# How to complete this task
Please filter the entries for the word "evictions" and copy every line that has it.

# Record excerpts
+--
use once_cell::sync::Lazy;
use std::time::Instant;

// The single, static reference point for all time calculations in the cache.
// It is initialized lazily on its first use.
static CACHE_EPOCH: Lazy<Instant> = Lazy::new(Instant::now);

/// A monotonic nanosecond time source used for expiration deadlines.
///
/// Implementations must never move backwards. The cache reads the ticker on
/// every lookup and write that involves an expiration policy, so `now` should
/// be cheap. Tests substitute a manually advanced ticker to simulate the
/// passage of time.
pub trait Ticker: Send + Sync {
  /// Returns the current time in nanoseconds from an arbitrary fixed origin.
  fn now(&self) -> u64;
}

/// The default `Ticker`, backed by `Instant` measured against a lazy epoch.
#[derive(Debug, Clone, Copy, Default)]
pub struct SystemTicker;

impl Ticker for SystemTicker {
  #[inline]
  fn now(&self) -> u64 {
    Instant::now().saturating_duration_since(*CACHE_EPOCH).as_nanos() as u64
  }
}
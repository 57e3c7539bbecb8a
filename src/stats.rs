use std::sync::atomic::{AtomicU64, Ordering};

use crossbeam_utils::CachePadded;

/// Accumulates statistics for a single segment of the cache.
///
/// Implementations must be thread-safe: events are recorded from many threads
/// without external synchronization. A fresh counter is created per segment
/// from the supplier configured at build time, so an instance never observes
/// events from two segments; `Cache::stats` merges the per-segment snapshots.
pub trait StatsCounter: Send + Sync {
  /// Records `count` cache hits.
  fn record_hits(&self, count: u64);
  /// Records `count` cache misses.
  fn record_misses(&self, count: u64);
  /// Records the successful load of a new value and the time it took.
  fn record_load_success(&self, load_time_nanos: u64);
  /// Records a failed load and the time spent before the failure surfaced.
  fn record_load_failure(&self, load_time_nanos: u64);
  /// Records the eviction of an entry by the size, expiration or
  /// reclamation policy.
  fn record_eviction(&self);
  /// Returns a point-in-time snapshot of this counter.
  fn snapshot(&self) -> CacheStats;
}

/// The default `StatsCounter`: cache-line padded atomics, lock-free updates.
#[derive(Debug, Default)]
pub struct ConcurrentStatsCounter {
  hits: CachePadded<AtomicU64>,
  misses: CachePadded<AtomicU64>,
  load_successes: CachePadded<AtomicU64>,
  load_failures: CachePadded<AtomicU64>,
  total_load_time: CachePadded<AtomicU64>,
  evictions: CachePadded<AtomicU64>,
}

impl ConcurrentStatsCounter {
  pub fn new() -> Self {
    Self::default()
  }
}

impl StatsCounter for ConcurrentStatsCounter {
  fn record_hits(&self, count: u64) {
    self.hits.fetch_add(count, Ordering::Relaxed);
  }

  fn record_misses(&self, count: u64) {
    self.misses.fetch_add(count, Ordering::Relaxed);
  }

  fn record_load_success(&self, load_time_nanos: u64) {
    self.load_successes.fetch_add(1, Ordering::Relaxed);
    self.total_load_time.fetch_add(load_time_nanos, Ordering::Relaxed);
  }

  fn record_load_failure(&self, load_time_nanos: u64) {
    self.load_failures.fetch_add(1, Ordering::Relaxed);
    self.total_load_time.fetch_add(load_time_nanos, Ordering::Relaxed);
  }

  fn record_eviction(&self) {
    self.evictions.fetch_add(1, Ordering::Relaxed);
  }

  fn snapshot(&self) -> CacheStats {
    CacheStats {
      hits: self.hits.load(Ordering::Relaxed),
      misses: self.misses.load(Ordering::Relaxed),
      load_successes: self.load_successes.load(Ordering::Relaxed),
      load_failures: self.load_failures.load(Ordering::Relaxed),
      total_load_time_nanos: self.total_load_time.load(Ordering::Relaxed),
      evictions: self.evictions.load(Ordering::Relaxed),
    }
  }
}

/// A `StatsCounter` that discards every event. The default when stats
/// recording has not been enabled on the builder.
#[derive(Debug, Clone, Copy, Default)]
pub struct NoopStatsCounter;

impl StatsCounter for NoopStatsCounter {
  fn record_hits(&self, _count: u64) {}
  fn record_misses(&self, _count: u64) {}
  fn record_load_success(&self, _load_time_nanos: u64) {}
  fn record_load_failure(&self, _load_time_nanos: u64) {}
  fn record_eviction(&self) {}

  fn snapshot(&self) -> CacheStats {
    CacheStats::default()
  }
}

/// An immutable snapshot of cumulative cache statistics.
#[derive(Debug, Clone, Copy, Default, PartialEq, Eq)]
pub struct CacheStats {
  /// The number of lookups that returned a cached value.
  pub hits: u64,
  /// The number of lookups that found no live, unexpired value.
  pub misses: u64,
  /// The number of loads that completed with a value.
  pub load_successes: u64,
  /// The number of loads that failed or panicked.
  pub load_failures: u64,
  /// Total nanoseconds spent in loader invocations.
  pub total_load_time_nanos: u64,
  /// The number of entries evicted by size, expiration or reclamation.
  pub evictions: u64,
}

impl CacheStats {
  /// The total number of lookups.
  pub fn request_count(&self) -> u64 {
    self.hits.saturating_add(self.misses)
  }

  /// The ratio of lookups that were hits, or `1.0` with no lookups yet.
  pub fn hit_rate(&self) -> f64 {
    let requests = self.request_count();
    if requests == 0 {
      1.0
    } else {
      self.hits as f64 / requests as f64
    }
  }

  /// Average nanoseconds per load, or `0.0` with no loads yet.
  pub fn average_load_penalty_nanos(&self) -> f64 {
    let loads = self.load_successes.saturating_add(self.load_failures);
    if loads == 0 {
      0.0
    } else {
      self.total_load_time_nanos as f64 / loads as f64
    }
  }

  /// Combines two snapshots field by field. Used to aggregate segments.
  pub fn merge(&self, other: &CacheStats) -> CacheStats {
    CacheStats {
      hits: self.hits.saturating_add(other.hits),
      misses: self.misses.saturating_add(other.misses),
      load_successes: self.load_successes.saturating_add(other.load_successes),
      load_failures: self.load_failures.saturating_add(other.load_failures),
      total_load_time_nanos: self
        .total_load_time_nanos
        .saturating_add(other.total_load_time_nanos),
      evictions: self.evictions.saturating_add(other.evictions),
    }
  }
}
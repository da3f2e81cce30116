//! Big-endian binary stream used by the cache file.
//!
//! [`StreamWriter`] appends to an in-memory buffer and [`StreamReader`] reads
//! back from a byte slice. Integers are big-endian; strings are a `u32` byte
//! length followed by UTF-16BE code units, with `0xFFFFFFFF` marking a null
//! string. The whole buffer travels inside a length-prefixed zlib envelope
//! built by [`compress`] and opened by [`decompress`].

use crate::core::error::{RevCacheError, Result};
use flate2::read::ZlibDecoder;
use flate2::write::ZlibEncoder;
use flate2::Compression;
use std::io::{Read, Write};

const NULL_STRING: u32 = u32::MAX;

/// Upper bound for capacity reserved from untrusted length fields.
const MAX_PREALLOC: usize = 1 << 20;

#[derive(Debug, Default)]
pub struct StreamWriter {
    buf: Vec<u8>,
}

impl StreamWriter {
    pub fn new() -> Self {
        Self::default()
    }

    pub fn write_u32(&mut self, value: u32) {
        self.buf.extend_from_slice(&value.to_be_bytes());
    }

    pub fn write_i32(&mut self, value: i32) {
        self.buf.extend_from_slice(&value.to_be_bytes());
    }

    pub fn write_string(&mut self, value: &str) {
        let units: Vec<u16> = value.encode_utf16().collect();
        self.write_u32((units.len() * 2) as u32);
        for unit in units {
            self.buf.extend_from_slice(&unit.to_be_bytes());
        }
    }

    /// Count-prefixed sequence of `i32`
    pub fn write_indices(&mut self, values: &[u32]) {
        self.write_u32(values.len() as u32);
        for &value in values {
            self.write_i32(value as i32);
        }
    }

    pub fn len(&self) -> usize {
        self.buf.len()
    }

    pub fn is_empty(&self) -> bool {
        self.buf.is_empty()
    }

    pub fn into_inner(self) -> Vec<u8> {
        self.buf
    }
}

pub struct StreamReader<'a> {
    data: &'a [u8],
    pos: usize,
}

impl<'a> StreamReader<'a> {
    pub fn new(data: &'a [u8]) -> Self {
        Self { data, pos: 0 }
    }

    pub fn at_end(&self) -> bool {
        self.pos >= self.data.len()
    }

    fn take(&mut self, len: usize, what: &str) -> Result<&'a [u8]> {
        let end = self
            .pos
            .checked_add(len)
            .filter(|&end| end <= self.data.len())
            .ok_or_else(|| {
                RevCacheError::cache_corrupted(format!(
                    "unexpected end of stream reading {what} at offset {}",
                    self.pos
                ))
            })?;
        let bytes = &self.data[self.pos..end];
        self.pos = end;
        Ok(bytes)
    }

    pub fn read_u32(&mut self) -> Result<u32> {
        let bytes = self.take(4, "u32")?;
        Ok(u32::from_be_bytes([bytes[0], bytes[1], bytes[2], bytes[3]]))
    }

    pub fn read_i32(&mut self) -> Result<i32> {
        let bytes = self.take(4, "i32")?;
        Ok(i32::from_be_bytes([bytes[0], bytes[1], bytes[2], bytes[3]]))
    }

    /// Read a non-negative `i32` count
    pub fn read_count(&mut self) -> Result<usize> {
        let count = self.read_i32()?;
        usize::try_from(count)
            .map_err(|_| RevCacheError::cache_corrupted(format!("negative count {count}")))
    }

    pub fn read_string(&mut self) -> Result<String> {
        let len = self.read_u32()?;
        if len == NULL_STRING {
            return Ok(String::new());
        }
        if len % 2 != 0 {
            return Err(RevCacheError::cache_corrupted(format!(
                "odd UTF-16 byte length {len}"
            )));
        }
        let bytes = self.take(len as usize, "string")?;
        let units: Vec<u16> = bytes
            .chunks_exact(2)
            .map(|pair| u16::from_be_bytes([pair[0], pair[1]]))
            .collect();
        String::from_utf16(&units)
            .map_err(|e| RevCacheError::cache_corrupted(format!("invalid UTF-16 string: {e}")))
    }

    pub fn read_indices(&mut self) -> Result<Vec<u32>> {
        let count = self.read_u32()? as usize;
        let mut values = Vec::with_capacity(count.min(MAX_PREALLOC));
        for _ in 0..count {
            let value = self.read_i32()?;
            let value = u32::try_from(value).map_err(|_| {
                RevCacheError::cache_corrupted(format!("negative table index {value}"))
            })?;
            values.push(value);
        }
        Ok(values)
    }
}

/// Compress `data` into the cache envelope: `u32` uncompressed length, then zlib.
pub fn compress(data: &[u8], level: u32) -> Result<Vec<u8>> {
    let mut out = Vec::with_capacity(data.len() / 4 + 4);
    out.extend_from_slice(&(data.len() as u32).to_be_bytes());
    let mut encoder = ZlibEncoder::new(out, Compression::new(level));
    encoder.write_all(data)?;
    Ok(encoder.finish()?)
}

/// Open an envelope produced by [`compress`].
pub fn decompress(data: &[u8]) -> Result<Vec<u8>> {
    if data.len() < 4 {
        return Err(RevCacheError::cache_corrupted("missing length header"));
    }
    let expected = u32::from_be_bytes([data[0], data[1], data[2], data[3]]) as usize;
    let mut out = Vec::with_capacity(expected.min(MAX_PREALLOC * 16));
    ZlibDecoder::new(&data[4..])
        .read_to_end(&mut out)
        .map_err(|e| RevCacheError::cache_corrupted(format!("decompression failed: {e}")))?;
    if out.len() != expected {
        return Err(RevCacheError::cache_corrupted(format!(
            "decompressed {} bytes, header announced {expected}",
            out.len()
        )));
    }
    Ok(out)
}
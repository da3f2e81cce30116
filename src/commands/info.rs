use crate::core::{
    cache::RevisionCache,
    error::{RevCacheError, Result},
    git::GitRepo,
    output::{print_field, print_info, print_section_header},
    record::CacheContents,
};
use std::env;
use std::fs;

/// Summarize the cache, or list the files of one cached revision
pub fn execute_info(revision: Option<String>) -> Result<()> {
    let current_dir = env::current_dir()?;
    let git_repo = GitRepo::open(&current_dir).map_err(|_| RevCacheError::NotInGitRepo)?;
    let cache = RevisionCache::new(git_repo.git_dir());

    let path = cache.cache_path();
    if !path.exists() {
        print_info("No revision cache. Run 'git-revcache build' to create one.");
        return Ok(());
    }
    let contents = cache.load()?;

    match revision {
        Some(prefix) => print_revision(&contents, &prefix),
        None => {
            let size = fs::metadata(&path)?.len();
            let branch = git_repo
                .get_current_branch()
                .unwrap_or_else(|_| "-none-".to_string());

            print_section_header("Revision cache");
            print_field("Branch", &branch);
            print_field("Path", &path.display().to_string());
            print_field("Size", &format!("{size} bytes"));
            print_field("Revisions", &contents.revisions.len().to_string());
            print_field("Directories", &contents.dirs.len().to_string());
            print_field("Files", &contents.files.len().to_string());
            println!();
            Ok(())
        }
    }
}

fn print_revision(contents: &CacheContents, prefix: &str) -> Result<()> {
    let Some((key, record)) = contents
        .revisions
        .iter()
        .find(|(key, _)| key.as_str().starts_with(prefix))
    else {
        print_info(&format!("Revision {prefix} is not cached"));
        return Ok(());
    };

    print_section_header(&format!("Revision {key}"));
    for (path, status) in record.paths(&contents.dirs, &contents.files) {
        print_field(status.description(), &path);
    }
    println!();
    Ok(())
}
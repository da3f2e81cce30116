//! Revision identifiers used as keys of the file-status index.
//!
//! A [`RevisionKey`] is normally the 40-character hex sha of a commit, but the
//! index also holds a few synthetic entries that are never written to disk:
//! the working-directory sentinel [`ZERO_SHA`], the [`CUSTOM_SHA`] sentinel for
//! hand-built revisions, and merge-aggregate views keyed by
//! [`ALL_MERGE_FILES`] followed by the merge sha.

use std::borrow::Borrow;
use std::fmt;

/// Width of a persisted revision key.
pub const SHA_LENGTH: usize = 40;

/// Working directory (uncommitted) state.
pub const ZERO_SHA: &str = "0000000000000000000000000000000000000000";

/// A synthetically constructed revision.
pub const CUSTOM_SHA: &str = "CUSTOM";

/// Prefix of merge-aggregate keys.
pub const ALL_MERGE_FILES: &str = "ALL_MERGE_FILES";

/// First character of every merge-aggregate key.
pub const MERGE_AGGREGATE_MARKER: char = 'A';

#[derive(Debug, Clone, PartialEq, Eq, Hash, PartialOrd, Ord)]
pub struct RevisionKey(String);

impl RevisionKey {
    pub fn new(key: impl Into<String>) -> Self {
        Self(key.into())
    }

    pub fn zero() -> Self {
        Self(ZERO_SHA.to_string())
    }

    pub fn custom() -> Self {
        Self(CUSTOM_SHA.to_string())
    }

    /// Key of the merge-aggregate view over all parents of `sha`
    pub fn merge_aggregate(sha: &str) -> Self {
        Self(format!("{ALL_MERGE_FILES}{sha}"))
    }

    pub fn as_str(&self) -> &str {
        &self.0
    }

    pub fn is_zero(&self) -> bool {
        self.0 == ZERO_SHA
    }

    pub fn is_custom(&self) -> bool {
        self.0 == CUSTOM_SHA
    }

    pub fn is_merge_aggregate(&self) -> bool {
        self.0.starts_with(MERGE_AGGREGATE_MARKER)
    }

    /// Whether this key is written to the cache file.
    ///
    /// Sentinels and merge aggregates are cheap to regenerate and are skipped.
    pub fn is_persistable(&self) -> bool {
        !(self.is_zero() || self.is_custom() || self.is_merge_aggregate())
    }

    /// Whether this key can be re-split from a fixed-width blob
    pub fn has_persisted_width(&self) -> bool {
        self.0.len() == SHA_LENGTH && self.0.is_ascii()
    }
}

impl fmt::Display for RevisionKey {
    fn fmt(&self, f: &mut fmt::Formatter<'_>) -> fmt::Result {
        f.write_str(&self.0)
    }
}

impl From<&str> for RevisionKey {
    fn from(key: &str) -> Self {
        Self::new(key)
    }
}

impl From<String> for RevisionKey {
    fn from(key: String) -> Self {
        Self(key)
    }
}

impl From<git2::Oid> for RevisionKey {
    fn from(oid: git2::Oid) -> Self {
        Self(oid.to_string())
    }
}

impl Borrow<str> for RevisionKey {
    fn borrow(&self) -> &str {
        &self.0
    }
}
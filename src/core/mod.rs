//! Core functionality for the git-revcache tool.
//!
//! This module provides the revision cache itself together with the data
//! model it persists, the binary stream codec, the history walker that
//! produces records, and the error, configuration and output plumbing.

pub mod cache;
pub mod cancel;
pub mod config;
pub mod dirs;
pub mod error;
pub mod file_status;
pub mod git;
pub mod output;
pub mod record;
pub mod revision;
pub mod stream;

// === Error handling ===
pub use error::{RevCacheError, Result};

// === Revision cache ===
// Save/load of the per-revision file-status index
pub use cache::{RevisionCache, CACHE_FILE_NAME, CACHE_MAGIC, CACHE_VERSION};

// === Data model ===
pub use file_status::FileStatus;
pub use record::{CacheContents, FileStatusRecord, MergeParent, PathTable, RevFileMap};
pub use revision::{RevisionKey, CUSTOM_SHA, SHA_LENGTH, ZERO_SHA};

// === Git operations ===
// History walking that produces the records the cache persists
pub use cancel::CancelToken;
pub use git::{GitRepo, WalkStats};

// === Configuration ===
pub use config::Config;

// === Output formatting ===
pub use output::{print_error, print_field, print_info, print_section_header, print_success};
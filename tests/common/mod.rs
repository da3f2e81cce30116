//! Shared test utilities for git-revcache
//!
//! Integration tests work against real temporary git repositories created with
//! the `git` binary, mirroring how the tool is used.

pub mod assertions;
pub mod fixtures;
pub mod repository;
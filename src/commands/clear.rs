use crate::core::{
    cache::RevisionCache,
    error::{RevCacheError, Result},
    git::GitRepo,
    output::{print_info, print_success},
};
use std::env;

pub fn execute_clear() -> Result<()> {
    let current_dir = env::current_dir()?;
    let git_repo = GitRepo::open(&current_dir).map_err(|_| RevCacheError::NotInGitRepo)?;

    if RevisionCache::new(git_repo.git_dir()).remove()? {
        print_success("Revision cache removed");
    } else {
        print_info("No revision cache to remove");
    }
    Ok(())
}
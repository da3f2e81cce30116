use crate::core::error::Result;
use std::path::PathBuf;

pub fn get_config_directory() -> Result<PathBuf> {
    let base = match std::env::consts::OS {
        "linux" | "freebsd" | "netbsd" | "openbsd" => std::env::var("XDG_CONFIG_HOME")
            .map(PathBuf::from)
            .unwrap_or_else(|_| dirs::home_dir().unwrap_or_default().join(".config")),
        "macos" => dirs::home_dir()
            .unwrap_or_default()
            .join("Library/Application Support"),
        _ => dirs::config_dir().unwrap_or_default(),
    };

    Ok(base.join("git-revcache"))
}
+--
# Output of the exercise
  evictions: CachePadded<AtomicU64>,
    self.evictions.fetch_add(1, Ordering::Relaxed);
      evictions: self.evictions.load(Ordering::Relaxed),
  pub evictions: u64,
      evictions: self.evictions.saturating_add(other.evictions),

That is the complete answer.